【完】STRAY CAT



そこまで言われたら、なんとなく感じ取れた。

……つまりあすみは、ファミレスで俺と鞠の関係を知る前から、鞠のことを知っていたわけだ。



そう言われたら、ファミレスでのあの不自然な会話も、妙にふたりが親しげなのも納得できた。

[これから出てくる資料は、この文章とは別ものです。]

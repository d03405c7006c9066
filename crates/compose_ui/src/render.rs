//! Rendering an [`AsyncResult`] as exactly one presentation.

use leptos::*;
use ui_state::{AsyncResult, Failure};

use crate::{use_retry_button_theme, ErrorContent, LoadingContent, LoadingScope};

#[component]
/// Renders the error, loading or content presentation for the current state.
///
/// Presentations not supplied as props come from the [`crate::RetryButtonTheme`]
/// in context, then from the built-in defaults.
pub fn AsyncResultView<T, C, V>(
    #[prop(into)] state: Signal<AsyncResult<T>>,
    content: C,
    #[prop(optional)] loading: Option<LoadingContent>,
    #[prop(optional)] error: Option<ErrorContent>,
) -> impl IntoView
where
    T: Clone + 'static,
    C: Fn(T) -> V + 'static,
    V: IntoView + 'static,
{
    let theme = use_retry_button_theme();
    let scope = LoadingScope::new(&theme);
    let loading = loading.unwrap_or_else(|| theme.loading_content.clone());
    let error = error.unwrap_or_else(|| theme.retry_button_content.clone());

    move || {
        state.get().fold(
            |failure| error(failure.clone()),
            || loading(&scope),
            |value| content(value.clone()).into_view(),
        )
    }
}

#[component]
/// Built-in error presentation: a "Retry" button bound to the failure's retry action.
pub fn DefaultRetryButton(failure: Failure) -> impl IntoView {
    let title = failure.message();
    let retry = failure.retry;
    view! {
        <button
            type="button"
            class="ui-retry-button"
            title=title
            data-ui-primitive="true"
            data-ui-kind="retry-button"
            on:click=move |_| retry.invoke()
        >
            "Retry"
        </button>
    }
}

仲裁に入った鞠が俺の名前を出したことで下のヤツが救われたなら、俺は別に怒ったりしない。



「でもそれ、俺にわざわざ隠すことじゃなくね?」



「……あすみが本当に彼女のこと、狙ってるんじゃないの?」



思わず、眉間にシワを寄せる。

そんなことないだろとは思いつつも、一応筋が通っているのもあって、蔑ろにはできない。



「あと。

暖が、『恭にしては元カノいい女じゃん』って言ってたよ」



……あいつ、あとでシメてやる。

言われなくても、俺にはもったいなさすぎるぐらいいい女と付き合ってたって自覚してんだよ、こっちは。




「好きなんでしょ? まだ、彼女のこと」



「……そうじゃなかったら噛み合わない会話しかしてねーだろ」



鞠が別れたいと言った理由は、どう考えたって母親のことが原因だと思う。

それから……橘花のこと。



もし、それが解決したとしたら。

解決してやれたら、鞠はまた俺のとこに……、いや。



「恭ってさ、運命とか信じるタイプだっけ?」



「あー?

ンな迷信みたいなもん、信じてもどうしようもねーよ」



そんなこと、考えるだけ無駄だな。

鞠にもどってきてほしいっていうのは単なる俺の気持ちであって、鞠にもう俺への気持ちが無いのなら、どうすることもできない。